The KCaSrTa5O15 photocatalyst with tungsten bronze structure for water splitting and CO2 reduction

Abstract

KCaSrTa₅O₁₅ with tungsten bronze structure and a band gap of 4.1 eV showed activity for water splitting without cocatalysts. The activity was improved by loading the NiO cocatalyst. The apparent quantum yield of optimized NiO-loaded KCaSrTa₅O₁₅ was 2.3% at 254 nm for water splitting.
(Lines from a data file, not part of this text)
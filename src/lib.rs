//! # archgraph: Structure Graph Abstraction
//!
//! Static analysis of a code base yields a fine-grained property graph:
//! classes, methods, variables and types connected by `contains`,
//! `hasScript`, `invokes`, `instantiates`, `hasParameter`, ... edges.
//! This crate derives the coarse graph an engineer actually wants to look
//! at: structures and containers connected by `calls`, `constructs`,
//! `holds`, `accepts`, `returns`, `contains`, `nests` and `specializes`.
//!
//! ## Design Principles
//!
//! 1. **Pure core**: raw graph → abstract graph is a function, no ambient state
//! 2. **Clean DTOs**: `Graph`, `NodeData`, `EdgeData` mirror the JSON format exactly
//! 3. **Typed algebra**: edges are normalized once into `Edge` with a resolved `Relation`
//! 4. **Total algebra**: missing relations are empty relations, never errors
//!
//! ## Quick Start
//!
//! ```rust
//! use archgraph::{Abstractor, Graph};
//!
//! # fn example() -> archgraph::Result<()> {
//! let raw = Graph::from_json_str(r#"{"elements": {
//!     "nodes": [
//!         {"data": {"id": "A", "labels": ["Structure"], "properties": {"simpleName": "A"}}},
//!         {"data": {"id": "B", "labels": ["Structure"], "properties": {"simpleName": "B"}}},
//!         {"data": {"id": "A.run", "labels": ["Operation"], "properties": {}}},
//!         {"data": {"id": "B.go", "labels": ["Operation"], "properties": {}}}
//!     ],
//!     "edges": [
//!         {"data": {"source": "A", "target": "A.run", "label": "hasScript"}},
//!         {"data": {"source": "B", "target": "B.go", "label": "hasScript"}},
//!         {"data": {"source": "A.run", "target": "B.go", "label": "invokes"}}
//!     ]
//! }}"#)?;
//!
//! let prepared = Abstractor::default().prepare(&raw)?;
//! let calls: Vec<_> = prepared.abstract_graph.edges()
//!     .filter(|e| e.interaction.as_deref() == Some("calls"))
//!     .collect();
//! assert_eq!(calls.len(), 1);
//! # Ok(())
//! # }
//! # example().unwrap();
//! ```
//!
//! ## Features
//!
//! | Feature | Default | Description |
//! |---------|---------|-------------|
//! | `load`  | yes     | Async loading of graph + stylesheet (`tokio`) |

// ============================================================================
// Modules
// ============================================================================

pub mod model;
pub mod config;
pub mod relation_store;
pub mod algebra;
pub mod hierarchy;
pub mod pipeline;
pub mod normalize;
pub mod catalog;
#[cfg(feature = "load")]
pub mod load;

// ============================================================================
// Re-exports: Model (the DTOs)
// ============================================================================

pub use model::{
    Graph, Elements, Element, NodeData, EdgeData, Edge,
    Relation, Value, PropertyMap,
};

// ============================================================================
// Re-exports: Pipeline
// ============================================================================

pub use config::{PipelineConfig, JoinMode};
pub use relation_store::RelationStore;
pub use hierarchy::Hierarchy;
pub use pipeline::{PreparedGraph, prepare_graph};
pub use catalog::{Catalog, RoleStereotype, Selection};

#[cfg(feature = "load")]
pub use load::{ResourceLoader, FsLoader, LoaderConfig, LoadedGraph};

// ============================================================================
// Top-level Abstractor handle
// ============================================================================

/// The primary entry point. An `Abstractor` carries a pipeline
/// configuration and turns raw graphs into prepared ones.
#[derive(Debug, Clone, Default)]
pub struct Abstractor {
    config: PipelineConfig,
}

impl Abstractor {
    pub fn new(config: PipelineConfig) -> Self {
        Self { config }
    }

    pub fn config(&self) -> &PipelineConfig {
        &self.config
    }

    /// Does `graph` contain method-level nodes?
    pub fn needs_abstraction(&self, graph: &Graph) -> bool {
        pipeline::needs_abstraction(graph, &self.config)
    }

    /// Build the (unnormalized) abstract graph.
    pub fn abstractize(&self, graph: &Graph) -> Result<Graph> {
        pipeline::abstractize(graph, &self.config)
    }

    /// Abstract when needed, normalize, and keep a copy of the original.
    pub fn prepare(&self, raw: &Graph) -> Result<PreparedGraph> {
        pipeline::prepare(raw, &self.config)
    }

    /// Parse a JSON graph document and prepare it.
    pub fn prepare_json(&self, json: &str) -> Result<PreparedGraph> {
        let raw = Graph::from_json_str(json)?;
        self.prepare(&raw)
    }
}

// ============================================================================
// Error Types
// ============================================================================

#[derive(Debug, thiserror::Error)]
pub enum Error {
    /// Edge without any label form, node without labels, duplicate node id.
    #[error("Malformed input: {0}")]
    MalformedInput(String),

    /// Unparseable JSON or a document without `elements`.
    #[error("Parse error: {0}")]
    Parse(#[from] serde_json::Error),

    #[error("Failed to load {resource}: {message}")]
    ResourceLoad { resource: String, message: String },
}

pub type Result<T> = std::result::Result<T, Error>;
//! Edges: the wire record (`EdgeData`) and the normalized algebra edge (`Edge`).

use serde::{Deserialize, Serialize};
use super::{PropertyMap, Relation, Value};

/// Property key holding an edge's numeric weight.
pub const WEIGHT: &str = "weight";

/// Interaction tag of an edge with no resolvable label.
pub const NO_LABEL: &str = "nolabel";

/// The `data` record of an edge element, as exchanged in JSON.
///
/// Raw exporters use either a single `label` or a `labels` list.
/// `interaction` and `group` are display fields filled in by the normalizer.
/// Any other exporter field is kept in `extra`.
#[derive(Debug, Clone, PartialEq, Serialize, Deserialize)]
pub struct EdgeData {
    #[serde(default, skip_serializing_if = "Option::is_none")]
    pub id: Option<String>,
    pub source: String,
    pub target: String,
    #[serde(default, skip_serializing_if = "Option::is_none")]
    pub label: Option<String>,
    #[serde(default, skip_serializing_if = "Option::is_none")]
    pub labels: Option<Vec<String>>,
    #[serde(default, skip_serializing_if = "Option::is_none")]
    pub properties: Option<PropertyMap>,
    #[serde(default, skip_serializing_if = "Option::is_none")]
    pub interaction: Option<String>,
    #[serde(default, skip_serializing_if = "Option::is_none")]
    pub group: Option<String>,
    #[serde(flatten)]
    pub extra: serde_json::Map<String, serde_json::Value>,
}

impl EdgeData {
    pub fn new(source: impl Into<String>, target: impl Into<String>) -> Self {
        Self {
            id: None,
            source: source.into(),
            target: target.into(),
            label: None,
            labels: None,
            properties: None,
            interaction: None,
            group: None,
            extra: serde_json::Map::new(),
        }
    }

    pub fn with_label(mut self, label: impl Into<String>) -> Self {
        self.label = Some(label.into());
        self
    }

    pub fn with_labels(mut self, labels: impl IntoIterator<Item = impl Into<String>>) -> Self {
        self.labels = Some(labels.into_iter().map(Into::into).collect());
        self
    }

    pub fn with_property(mut self, key: impl Into<String>, value: impl Into<Value>) -> Self {
        self.properties
            .get_or_insert_with(PropertyMap::new)
            .insert(key.into(), value.into());
        self
    }

    /// Effective label: `label`, else `labels` joined by `,`.
    /// Empty strings count as absent; `None` marks a malformed edge.
    pub fn relation_name(&self) -> Option<String> {
        if let Some(label) = self.label.as_deref().filter(|l| !l.is_empty()) {
            return Some(label.to_owned());
        }
        self.labels
            .as_ref()
            .map(|ls| ls.join(","))
            .filter(|joined| !joined.is_empty())
    }

    /// Interaction tag: the effective label, or `"nolabel"`.
    pub fn resolve_interaction(&self) -> String {
        self.relation_name().unwrap_or_else(|| NO_LABEL.to_owned())
    }

    pub fn weight(&self) -> f64 {
        self.properties
            .as_ref()
            .and_then(|p| p.get(WEIGHT))
            .and_then(Value::as_float)
            .unwrap_or(1.0)
    }
}

/// A normalized edge as the relational algebra sees it.
///
/// The relation is always resolved and the weight is lifted out of the
/// property map; `attrs` holds every other property.
#[derive(Debug, Clone, PartialEq)]
pub struct Edge {
    pub id: Option<String>,
    pub source: String,
    pub target: String,
    pub relation: Relation,
    pub weight: f64,
    pub attrs: PropertyMap,
}

impl Edge {
    pub fn new(source: impl Into<String>, target: impl Into<String>, relation: impl Into<Relation>) -> Self {
        Self {
            id: None,
            source: source.into(),
            target: target.into(),
            relation: relation.into(),
            weight: 1.0,
            attrs: PropertyMap::new(),
        }
    }

    pub fn with_weight(mut self, weight: f64) -> Self {
        self.weight = weight;
        self
    }

    pub fn with_attr(mut self, key: impl Into<String>, value: impl Into<Value>) -> Self {
        self.attrs.insert(key.into(), value.into());
        self
    }

    /// Normalize a wire edge. Returns `None` when no label resolves.
    pub fn from_data(data: &EdgeData) -> Option<Self> {
        let relation = Relation::parse(&data.relation_name()?);
        let mut attrs = data.properties.clone().unwrap_or_default();
        let weight = attrs
            .remove(WEIGHT)
            .and_then(|w| w.as_float())
            .unwrap_or(1.0);
        Some(Self {
            id: data.id.clone(),
            source: data.source.clone(),
            target: data.target.clone(),
            relation,
            weight,
            attrs,
        })
    }

    /// Back to the wire shape: `label` is the relation name and the weight
    /// is written into `properties`.
    pub fn into_data(self) -> EdgeData {
        let mut properties = self.attrs;
        properties.insert(WEIGHT.to_owned(), weight_value(self.weight));
        EdgeData {
            id: self.id,
            source: self.source,
            target: self.target,
            label: Some(self.relation.into()),
            labels: None,
            properties: Some(properties),
            interaction: None,
            group: None,
            extra: serde_json::Map::new(),
        }
    }

    pub fn endpoints(&self) -> (&str, &str) {
        (&self.source, &self.target)
    }
}

/// Integral weights are written as JSON integers.
fn weight_value(w: f64) -> Value {
    if w.fract() == 0.0 && w.abs() < i64::MAX as f64 {
        Value::Int(w as i64)
    } else {
        Value::Float(w)
    }
}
When CO₂ gas was bubbled into the reactant aqueous solution, Ag cocatalyst-loaded KCaSrTa₅O₁₅ produced CO and H₂ as reduction products of CO₂ and H₂O, respectively, and O₂ as an oxidation product of H₂O. The carbon source of CO was confirmed to be CO₂ molecules by using ¹³CO₂. The ratio of the number of electrons to that of holes calculated from the amounts of products (CO, H₂ and O₂) was almost unity. Additionally, the ratio of the turnover number of electrons consumed for CO production to the total number of an Ag atom of the cocatalyst that was the active site for CO₂ reduction was 8.6 at 20 h. These results indicate that water was consumed as an electron donor for this photocatalytic CO₂ reduction in an aqueous medium. Thus, KCaSrTa₅O₁₅ with tungsten bronze structure has arisen as a new photocatalyst that is active for water splitting and CO₂ reduction utilizing water as an electron donor.